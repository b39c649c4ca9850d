use serde_json::json;

use super::*;
use crate::test_helpers::FakeBackend;

fn follow_row(follower: &str, following: &str) -> serde_json::Value {
    json!({
        "follower_id": follower,
        "following_id": following,
        "created_at": "2024-05-04T18:00:00+00:00"
    })
}

#[tokio::test]
async fn follow_user_inserts_edge() {
    let fake = FakeBackend::start().await;
    fake.respond("POST", "/rest/v1/follows", 201, json!([follow_row("u1", "u2")]));
    let client = fake.client();

    let follow = follow_user(&client.rest(Some("jwt")), "u1", "u2").await.unwrap();
    assert_eq!(follow.following_id, "u2");
    assert_eq!(fake.last_request().json(), json!({ "follower_id": "u1", "following_id": "u2" }));
}

#[tokio::test]
async fn follow_self_is_rejected() {
    let fake = FakeBackend::start().await;
    let client = fake.client();

    let err = follow_user(&client.rest(Some("jwt")), "u1", "u1").await.unwrap_err();
    assert_eq!(err.to_string(), "invalid input: cannot follow yourself");
    assert!(fake.requests().is_empty());
}

#[tokio::test]
async fn unfollow_filters_both_ends() {
    let fake = FakeBackend::start().await;
    fake.respond("DELETE", "/rest/v1/follows", 200, json!([]));
    let client = fake.client();

    unfollow_user(&client.rest(Some("jwt")), "u1", "u2").await.unwrap();
    let query = fake.last_request().query;
    assert!(query.contains("follower_id=eq.u1"));
    assert!(query.contains("following_id=eq.u2"));
}

#[tokio::test]
async fn followers_and_following_query_opposite_columns() {
    let fake = FakeBackend::start().await;
    fake.respond("GET", "/rest/v1/follows", 200, json!([follow_row("u2", "u1"), follow_row("u3", "u1")]));
    let client = fake.client();
    let rest = client.rest(None);

    let followers = list_followers(&rest, "u1").await.unwrap();
    assert_eq!(followers.len(), 2);
    assert!(fake.last_request().query.contains("following_id=eq.u1"));

    list_following(&rest, "u1").await.unwrap();
    assert!(fake.last_request().query.contains("follower_id=eq.u1"));
}

#[tokio::test]
async fn is_following_reflects_rows() {
    let fake = FakeBackend::start().await;
    fake.respond("GET", "/rest/v1/follows", 200, json!([]));
    let client = fake.client();
    assert!(!is_following(&client.rest(None), "u1", "u2").await.unwrap());
}

#[tokio::test]
async fn unfollow_requires_session() {
    let fake = FakeBackend::start().await;
    let client = fake.client();
    assert!(matches!(unfollow_user(&client.rest(None), "u1", "u2").await, Err(BackendError::NoSession)));
}
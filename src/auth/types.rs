//! Session, user and published view-state types.

use serde::{Deserialize, Serialize};

use super::AuthError;

/// Seconds before `expires_at` at which a session is already treated as expired.
pub const EXPIRY_LEEWAY_SECS: i64 = 30;

// =============================================================================
// USER / SESSION
// =============================================================================

/// Identity record carried by a [`Session`].
#[derive(Debug, Clone, PartialEq, Eq, Serialize, Deserialize)]
pub struct User {
    pub id: String,
    #[serde(default)]
    pub email: String,
    #[serde(default, skip_serializing_if = "Option::is_none")]
    pub display_name: Option<String>,
    #[serde(default, skip_serializing_if = "Option::is_none")]
    pub avatar_url: Option<String>,
}

impl User {
    /// Display name when set, otherwise the email address.
    #[must_use]
    pub fn label(&self) -> &str {
        self.display_name
            .as_deref()
            .filter(|name| !name.is_empty())
            .unwrap_or(&self.email)
    }
}

/// Server-issued proof of authentication.
#[derive(Debug, Clone, PartialEq, Eq, Serialize, Deserialize)]
pub struct Session {
    pub access_token: String,
    pub refresh_token: String,
    /// Unix timestamp (seconds) after which the access token is invalid.
    #[serde(default)]
    pub expires_at: Option<i64>,
    pub user: User,
}

impl Session {
    /// `true` if the access token expires within [`EXPIRY_LEEWAY_SECS`] of `now`.
    #[must_use]
    pub fn is_expired_at(&self, now: i64) -> bool {
        self.expires_at
            .is_some_and(|expires_at| expires_at - EXPIRY_LEEWAY_SECS <= now)
    }

    #[must_use]
    pub fn is_expired(&self) -> bool {
        self.is_expired_at(time::OffsetDateTime::now_utc().unix_timestamp())
    }
}

// =============================================================================
// STREAM EVENTS
// =============================================================================

/// Reason code attached to every auth-state change.
#[derive(Debug, Clone, Copy, PartialEq, Eq, Serialize, Deserialize)]
#[serde(rename_all = "SCREAMING_SNAKE_CASE")]
pub enum AuthChangeEvent {
    InitialSession,
    SignedIn,
    SignedOut,
    TokenRefreshed,
    UserUpdated,
    PasswordRecovery,
}

/// One item of the auth-state stream.
#[derive(Debug, Clone, PartialEq, Eq)]
pub struct AuthStateChange {
    pub event: AuthChangeEvent,
    pub session: Option<Session>,
}

impl AuthStateChange {
    #[must_use]
    pub fn new(event: AuthChangeEvent, session: Option<Session>) -> Self {
        Self { event, session }
    }
}

// =============================================================================
// VIEW STATE
// =============================================================================

#[derive(Debug, Clone, Copy, PartialEq, Eq)]
pub enum SessionPhase {
    Initializing,
    Authenticated,
    Anonymous,
}

/// Published authentication state read by UI consumers.
#[derive(Debug, Clone, PartialEq, Eq)]
pub struct AuthViewState {
    pub user: Option<User>,
    /// `true` until the first session lookup resolves, then never again.
    pub loading: bool,
    /// Last sign-out failure, if any.
    pub error: Option<AuthError>,
}

impl Default for AuthViewState {
    fn default() -> Self {
        Self { user: None, loading: true, error: None }
    }
}

impl AuthViewState {
    #[must_use]
    pub fn phase(&self) -> SessionPhase {
        match (&self.user, self.loading) {
            (Some(_), _) => SessionPhase::Authenticated,
            (None, true) => SessionPhase::Initializing,
            (None, false) => SessionPhase::Anonymous,
        }
    }
}

/// Route guards redirect to login once loading is done and nobody is signed in.
#[must_use]
pub fn should_redirect_unauth(state: &AuthViewState) -> bool {
    !state.loading && state.user.is_none()
}

#[cfg(test)]
#[path = "types_test.rs"]
mod tests;
use super::*;

#[test]
fn channel_router_forwards_in_order() {
    let (router, mut rx) = ChannelRouter::new();
    router.refresh();
    router.push("/login");

    assert_eq!(rx.try_recv().unwrap(), NavCommand::Refresh);
    assert_eq!(rx.try_recv().unwrap(), NavCommand::Push("/login".into()));
    assert!(rx.try_recv().is_err());
}

#[test]
fn channel_router_survives_dropped_receiver() {
    let (router, rx) = ChannelRouter::new();
    drop(rx);
    router.push("/login");
    router.refresh();
}

#[test]
fn channel_router_usable_as_trait_object() {
    let (router, mut rx) = ChannelRouter::new();
    let dyn_router: std::sync::Arc<dyn Router> = std::sync::Arc::new(router);
    dyn_router.push("/groups");
    assert_eq!(rx.try_recv().unwrap(), NavCommand::Push("/groups".into()));
}
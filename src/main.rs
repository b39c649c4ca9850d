use std::path::PathBuf;
use std::process::ExitCode;
use std::sync::Arc;

use clap::{Args, Parser, Subcommand};
use serde::Serialize;
use uuid::Uuid;

use groupspace::auth::{AuthError, AuthService, Session, SessionSync, should_redirect_unauth};
use groupspace::backend::auth::{HostedAuth, SignUpOutcome, UserAttributes};
use groupspace::backend::store::store_for;
use groupspace::backend::{BackendClient, BackendError};
use groupspace::config::{BackendConfig, ConfigError};
use groupspace::nav::{ChannelRouter, NavCommand};
use groupspace::services::profiles::ProfileUpdate;
use groupspace::services::{follows, groups, posts, profiles};

#[derive(Debug, thiserror::Error)]
enum CliError {
    #[error(transparent)]
    Config(#[from] ConfigError),
    #[error(transparent)]
    Backend(#[from] BackendError),
    #[error(transparent)]
    Auth(#[from] AuthError),
    #[error("not signed in; run `groupspace login` first")]
    NotSignedIn,
    #[error("{0} not found")]
    NotFound(String),
    #[error("invalid JSON payload: {0}")]
    InvalidJson(#[from] serde_json::Error),
    #[error("signal handler failed: {0}")]
    Signal(#[from] std::io::Error),
}

#[derive(Parser, Debug)]
#[command(name = "groupspace", about = "Groups, posts and follows on a hosted backend")]
struct Cli {
    /// Persist the session here between invocations (overrides AUTH_SESSION_FILE).
    #[arg(long, global = true)]
    session_file: Option<PathBuf>,

    /// Where sign-out redirects (overrides AUTH_LOGIN_PATH).
    #[arg(long, global = true)]
    login_path: Option<String>,

    #[command(subcommand)]
    command: Command,
}

#[derive(Subcommand, Debug)]
enum Command {
    Login {
        #[arg(long)]
        email: String,
        #[arg(long, env = "GROUPSPACE_PASSWORD", hide_env_values = true)]
        password: String,
    },
    Signup {
        #[arg(long)]
        email: String,
        #[arg(long, env = "GROUPSPACE_PASSWORD", hide_env_values = true)]
        password: String,
        #[arg(long)]
        display_name: Option<String>,
    },
    Whoami,
    Logout,
    /// Mirror the session into a view state and print every change until Ctrl-C.
    Watch,
    Profile(ProfileCommand),
    Groups(GroupsCommand),
    Posts(PostsCommand),
    Follow {
        user_id: String,
    },
    Unfollow {
        user_id: String,
    },
    Followers {
        /// Defaults to the signed-in user.
        user_id: Option<String>,
    },
    Following {
        /// Defaults to the signed-in user.
        user_id: Option<String>,
    },
}

#[derive(Args, Debug)]
struct ProfileCommand {
    #[command(subcommand)]
    command: ProfileSubcommand,
}

#[derive(Subcommand, Debug)]
enum ProfileSubcommand {
    Show {
        /// Defaults to the signed-in user.
        user_id: Option<String>,
    },
    Update {
        #[arg(long)]
        username: Option<String>,
        #[arg(long)]
        display_name: Option<String>,
        #[arg(long)]
        avatar_url: Option<String>,
        #[arg(long)]
        bio: Option<String>,
    },
}

#[derive(Args, Debug)]
struct GroupsCommand {
    #[command(subcommand)]
    command: GroupsSubcommand,
}

#[derive(Subcommand, Debug)]
enum GroupsSubcommand {
    List,
    Show {
        group_id: Uuid,
    },
    Create {
        #[arg(long)]
        name: String,
        #[arg(long)]
        description: Option<String>,
    },
    Join {
        group_id: Uuid,
    },
    Leave {
        group_id: Uuid,
    },
    Members {
        group_id: Uuid,
    },
}

#[derive(Args, Debug)]
struct PostsCommand {
    #[command(subcommand)]
    command: PostsSubcommand,
}

#[derive(Subcommand, Debug)]
enum PostsSubcommand {
    List {
        group_id: Uuid,
        #[arg(long)]
        limit: Option<usize>,
    },
    Create {
        group_id: Uuid,
        #[arg(long)]
        content: String,
    },
    Delete {
        post_id: Uuid,
    },
}

struct CliContext {
    config: BackendConfig,
    auth: Arc<HostedAuth>,
}

#[tokio::main]
async fn main() -> ExitCode {
    dotenvy::dotenv().ok();
    tracing_subscriber::fmt::init();

    let cli = Cli::parse();
    match run(cli).await {
        Ok(()) => ExitCode::SUCCESS,
        Err(err) => {
            eprintln!("error: {err}");
            ExitCode::FAILURE
        }
    }
}

async fn run(cli: Cli) -> Result<(), CliError> {
    let mut config = BackendConfig::from_env()?;
    if let Some(path) = cli.session_file {
        config.session_file = Some(path);
    }
    if let Some(path) = cli.login_path {
        config.login_path = path;
    }
    if config.session_file.is_none() {
        tracing::warn!("no session file configured; sign-in will not outlive this process");
    }

    let client = Arc::new(BackendClient::new(&config)?);
    let auth = Arc::new(HostedAuth::new(client, store_for(&config)));
    let ctx = CliContext { config, auth };

    match cli.command {
        Command::Login { email, password } => {
            let session = ctx.auth.sign_in_with_password(&email, &password).await?;
            eprintln!("signed in as {}", session.user.label());
            Ok(())
        }
        Command::Signup { email, password, display_name } => {
            match ctx.auth.sign_up(&email, &password, display_name.as_deref()).await? {
                SignUpOutcome::SignedIn(session) => eprintln!("signed up as {}", session.user.label()),
                SignUpOutcome::ConfirmationRequired(user) => {
                    eprintln!("check {} for a confirmation link", user.email);
                }
            }
            Ok(())
        }
        Command::Whoami => {
            let session = signed_in(&ctx).await?;
            print_json(&session.user)
        }
        Command::Logout => {
            ctx.auth.sign_out().await?;
            eprintln!("signed out");
            Ok(())
        }
        Command::Watch => run_watch(&ctx).await,
        Command::Profile(profile) => run_profile(&ctx, profile).await,
        Command::Groups(groups) => run_groups(&ctx, groups).await,
        Command::Posts(posts) => run_posts(&ctx, posts).await,
        Command::Follow { user_id } => {
            let session = signed_in(&ctx).await?;
            let rest = ctx.auth.client().rest(Some(&session.access_token));
            let follow = follows::follow_user(&rest, &session.user.id, &user_id).await?;
            print_json(&follow)
        }
        Command::Unfollow { user_id } => {
            let session = signed_in(&ctx).await?;
            let rest = ctx.auth.client().rest(Some(&session.access_token));
            follows::unfollow_user(&rest, &session.user.id, &user_id).await?;
            eprintln!("unfollowed {user_id}");
            Ok(())
        }
        Command::Followers { user_id } => {
            let (token, user_id) = subject(&ctx, user_id).await?;
            let rest = ctx.auth.client().rest(token.as_deref());
            print_json(&follows::list_followers(&rest, &user_id).await?)
        }
        Command::Following { user_id } => {
            let (token, user_id) = subject(&ctx, user_id).await?;
            let rest = ctx.auth.client().rest(token.as_deref());
            print_json(&follows::list_following(&rest, &user_id).await?)
        }
    }
}

async fn run_watch(ctx: &CliContext) -> Result<(), CliError> {
    let (router, mut nav) = ChannelRouter::new();
    let auth: Arc<dyn AuthService> = ctx.auth.clone();
    let mut sync = SessionSync::mount(auth, Arc::new(router), ctx.config.login_path.clone());
    let mut states = sync.subscribe();

    let initial = states.borrow_and_update().clone();
    eprintln!("state: {:?}", initial.phase());

    loop {
        tokio::select! {
            changed = states.changed() => {
                if changed.is_err() {
                    break;
                }
                let state = states.borrow_and_update().clone();
                let user = state.user.as_ref().map_or("-", |u| u.label());
                eprintln!("state: {:?} user={user}", state.phase());
                if let Some(err) = &state.error {
                    eprintln!("  error: {err}");
                }
                if should_redirect_unauth(&state) {
                    eprintln!("  would redirect to {}", sync.login_path());
                }
            }
            Some(command) = nav.recv() => match command {
                NavCommand::Push(path) => eprintln!("nav: push {path}"),
                NavCommand::Refresh => eprintln!("nav: refresh"),
            },
            signal = tokio::signal::ctrl_c() => {
                signal?;
                break;
            }
        }
    }

    sync.unmount();
    Ok(())
}

async fn run_profile(ctx: &CliContext, profile: ProfileCommand) -> Result<(), CliError> {
    match profile.command {
        ProfileSubcommand::Show { user_id } => {
            let (token, user_id) = subject(ctx, user_id).await?;
            let rest = ctx.auth.client().rest(token.as_deref());
            let profile = profiles::fetch_profile(&rest, &user_id)
                .await?
                .ok_or_else(|| CliError::NotFound(format!("profile {user_id}")))?;
            print_json(&profile)
        }
        ProfileSubcommand::Update { username, display_name, avatar_url, bio } => {
            let session = signed_in(ctx).await?;
            let rest = ctx.auth.client().rest(Some(&session.access_token));
            let update = ProfileUpdate {
                username,
                display_name: display_name.clone(),
                avatar_url: avatar_url.clone(),
                bio,
            };
            let profile = profiles::update_profile(&rest, &session.user.id, &update).await?;

            // Keep the auth user's metadata in step with the profile row.
            let attributes = UserAttributes { display_name, avatar_url, ..UserAttributes::default() };
            if !attributes.is_empty() {
                ctx.auth.update_user(&attributes).await?;
            }
            print_json(&profile)
        }
    }
}

async fn run_groups(ctx: &CliContext, command: GroupsCommand) -> Result<(), CliError> {
    match command.command {
        GroupsSubcommand::List => {
            let token = ctx.auth.access_token().await?;
            let rest = ctx.auth.client().rest(token.as_deref());
            print_json(&groups::list_groups(&rest).await?)
        }
        GroupsSubcommand::Show { group_id } => {
            let token = ctx.auth.access_token().await?;
            let rest = ctx.auth.client().rest(token.as_deref());
            let group = groups::fetch_group(&rest, group_id)
                .await?
                .ok_or_else(|| CliError::NotFound(format!("group {group_id}")))?;
            print_json(&group)
        }
        GroupsSubcommand::Create { name, description } => {
            let session = signed_in(ctx).await?;
            let rest = ctx.auth.client().rest(Some(&session.access_token));
            let group = groups::create_group(&rest, &session.user.id, &name, description.as_deref()).await?;
            print_json(&group)
        }
        GroupsSubcommand::Join { group_id } => {
            let session = signed_in(ctx).await?;
            let rest = ctx.auth.client().rest(Some(&session.access_token));
            print_json(&groups::join_group(&rest, group_id, &session.user.id).await?)
        }
        GroupsSubcommand::Leave { group_id } => {
            let session = signed_in(ctx).await?;
            let rest = ctx.auth.client().rest(Some(&session.access_token));
            groups::leave_group(&rest, group_id, &session.user.id).await?;
            eprintln!("left group {group_id}");
            Ok(())
        }
        GroupsSubcommand::Members { group_id } => {
            let token = ctx.auth.access_token().await?;
            let rest = ctx.auth.client().rest(token.as_deref());
            print_json(&groups::list_members(&rest, group_id).await?)
        }
    }
}

async fn run_posts(ctx: &CliContext, command: PostsCommand) -> Result<(), CliError> {
    match command.command {
        PostsSubcommand::List { group_id, limit } => {
            let token = ctx.auth.access_token().await?;
            let rest = ctx.auth.client().rest(token.as_deref());
            print_json(&posts::list_group_posts(&rest, group_id, limit).await?)
        }
        PostsSubcommand::Create { group_id, content } => {
            let session = signed_in(ctx).await?;
            let rest = ctx.auth.client().rest(Some(&session.access_token));
            print_json(&posts::create_post(&rest, group_id, &session.user.id, &content).await?)
        }
        PostsSubcommand::Delete { post_id } => {
            let session = signed_in(ctx).await?;
            let rest = ctx.auth.client().rest(Some(&session.access_token));
            posts::delete_post(&rest, post_id).await?;
            eprintln!("deleted post {post_id}");
            Ok(())
        }
    }
}

async fn signed_in(ctx: &CliContext) -> Result<Session, CliError> {
    ctx.auth.get_session().await?.ok_or(CliError::NotSignedIn)
}

/// Token to read with, plus the user the command is about: `user_id` when
/// given, otherwise the signed-in user.
async fn subject(ctx: &CliContext, user_id: Option<String>) -> Result<(Option<String>, String), CliError> {
    let session = ctx.auth.get_session().await?;
    let user_id = match (user_id, &session) {
        (Some(id), _) => id,
        (None, Some(session)) => session.user.id.clone(),
        (None, None) => return Err(CliError::NotSignedIn),
    };
    Ok((session.map(|s| s.access_token), user_id))
}

fn print_json<T: Serialize + ?Sized>(value: &T) -> Result<(), CliError> {
    let rendered = serde_json::to_string_pretty(value)?;
    println!("{rendered}");
    Ok(())
}
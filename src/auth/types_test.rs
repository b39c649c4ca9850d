use super::*;
use crate::test_helpers::{session_for, user};

// =============================================================================
// User
// =============================================================================

#[test]
fn user_label_prefers_display_name() {
    let mut u = user("u1", "a@b.com");
    u.display_name = Some("Alice".into());
    assert_eq!(u.label(), "Alice");
}

#[test]
fn user_label_falls_back_to_email() {
    let mut u = user("u1", "a@b.com");
    assert_eq!(u.label(), "a@b.com");
    u.display_name = Some(String::new());
    assert_eq!(u.label(), "a@b.com");
}

#[test]
fn user_deserializes_without_optional_fields() {
    let u: User = serde_json::from_str(r#"{"id":"u1"}"#).unwrap();
    assert_eq!(u.id, "u1");
    assert_eq!(u.email, "");
    assert!(u.display_name.is_none());
    assert!(u.avatar_url.is_none());
}

// =============================================================================
// Session expiry
// =============================================================================

#[test]
fn session_without_expiry_never_expires() {
    let mut s = session_for(user("u1", "a@b.com"));
    s.expires_at = None;
    assert!(!s.is_expired_at(i64::MAX));
}

#[test]
fn session_expiry_applies_leeway() {
    let mut s = session_for(user("u1", "a@b.com"));
    s.expires_at = Some(1_000);
    assert!(!s.is_expired_at(1_000 - EXPIRY_LEEWAY_SECS - 1));
    assert!(s.is_expired_at(1_000 - EXPIRY_LEEWAY_SECS));
    assert!(s.is_expired_at(2_000));
}

// =============================================================================
// AuthChangeEvent wire names
// =============================================================================

#[test]
fn auth_change_event_uses_reason_codes() {
    assert_eq!(serde_json::to_string(&AuthChangeEvent::SignedIn).unwrap(), r#""SIGNED_IN""#);
    assert_eq!(serde_json::to_string(&AuthChangeEvent::TokenRefreshed).unwrap(), r#""TOKEN_REFRESHED""#);
    let parsed: AuthChangeEvent = serde_json::from_str(r#""SIGNED_OUT""#).unwrap();
    assert_eq!(parsed, AuthChangeEvent::SignedOut);
}

// =============================================================================
// AuthViewState
// =============================================================================

#[test]
fn view_state_default_is_initializing() {
    let state = AuthViewState::default();
    assert!(state.loading);
    assert!(state.user.is_none());
    assert!(state.error.is_none());
    assert_eq!(state.phase(), SessionPhase::Initializing);
}

#[test]
fn view_state_phase_follows_user() {
    let anon = AuthViewState { user: None, loading: false, error: None };
    assert_eq!(anon.phase(), SessionPhase::Anonymous);

    let authed = AuthViewState { user: Some(user("u1", "a@b.com")), loading: false, error: None };
    assert_eq!(authed.phase(), SessionPhase::Authenticated);
}

#[test]
fn should_redirect_unauth_when_not_loading_and_user_missing() {
    let state = AuthViewState { user: None, loading: false, error: None };
    assert!(should_redirect_unauth(&state));
}

#[test]
fn should_not_redirect_while_loading() {
    assert!(!should_redirect_unauth(&AuthViewState::default()));
}

#[test]
fn should_not_redirect_when_user_exists() {
    let state = AuthViewState { user: Some(user("u1", "a@b.com")), loading: false, error: None };
    assert!(!should_redirect_unauth(&state));
}
use super::*;
use crate::test_helpers::{session_for, user};

// =============================================================================
// MemorySessionStore
// =============================================================================

#[test]
fn memory_store_round_trips_and_clears() {
    let store = MemorySessionStore::default();
    assert!(store.load().unwrap().is_none());

    let session = session_for(user("u1", "a@b.com"));
    store.save(&session).unwrap();
    assert_eq!(store.load().unwrap(), Some(session));

    store.clear().unwrap();
    assert!(store.load().unwrap().is_none());
}

// =============================================================================
// FileSessionStore
// =============================================================================

#[test]
fn file_store_missing_file_is_empty() {
    let dir = tempfile::tempdir().unwrap();
    let store = FileSessionStore::new(dir.path().join("session.json"));
    assert!(store.load().unwrap().is_none());
}

#[test]
fn file_store_persists_across_instances() {
    let dir = tempfile::tempdir().unwrap();
    let path = dir.path().join("nested").join("session.json");
    let mut session = session_for(user("u1", "a@b.com"));
    session.expires_at = Some(1_700_000_000);

    FileSessionStore::new(path.clone()).save(&session).unwrap();
    let loaded = FileSessionStore::new(path).load().unwrap();
    assert_eq!(loaded, Some(session));
}

#[test]
fn file_store_clear_is_idempotent() {
    let dir = tempfile::tempdir().unwrap();
    let store = FileSessionStore::new(dir.path().join("session.json"));
    store.save(&session_for(user("u1", "a@b.com"))).unwrap();

    store.clear().unwrap();
    store.clear().unwrap();
    assert!(!store.path().exists());
}

#[test]
fn file_store_corrupt_file_errors() {
    let dir = tempfile::tempdir().unwrap();
    let path = dir.path().join("session.json");
    std::fs::write(&path, "not json").unwrap();

    let err = FileSessionStore::new(path).load().unwrap_err();
    assert!(matches!(err, BackendError::Store(_)));
}

// =============================================================================
// store_for
// =============================================================================

#[test]
fn store_for_uses_file_when_configured() {
    let dir = tempfile::tempdir().unwrap();
    let path = dir.path().join("session.json");
    let mut config = BackendConfig::new("https://proj.example.co", "anon");
    config.session_file = Some(path.clone());

    store_for(&config).save(&session_for(user("u1", "a@b.com"))).unwrap();
    assert!(path.exists());
}

#[test]
fn store_for_defaults_to_memory() {
    let config = BackendConfig::new("https://proj.example.co", "anon");
    let store = store_for(&config);
    store.save(&session_for(user("u1", "a@b.com"))).unwrap();
    assert_eq!(store.load().unwrap().unwrap().user.id, "u1");
}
▬▬▬
A complete answer gives every line of the records holding "changed".

• **WRITTEN RESPONSE**
            changed = states.changed() => {
                if changed.is_err() {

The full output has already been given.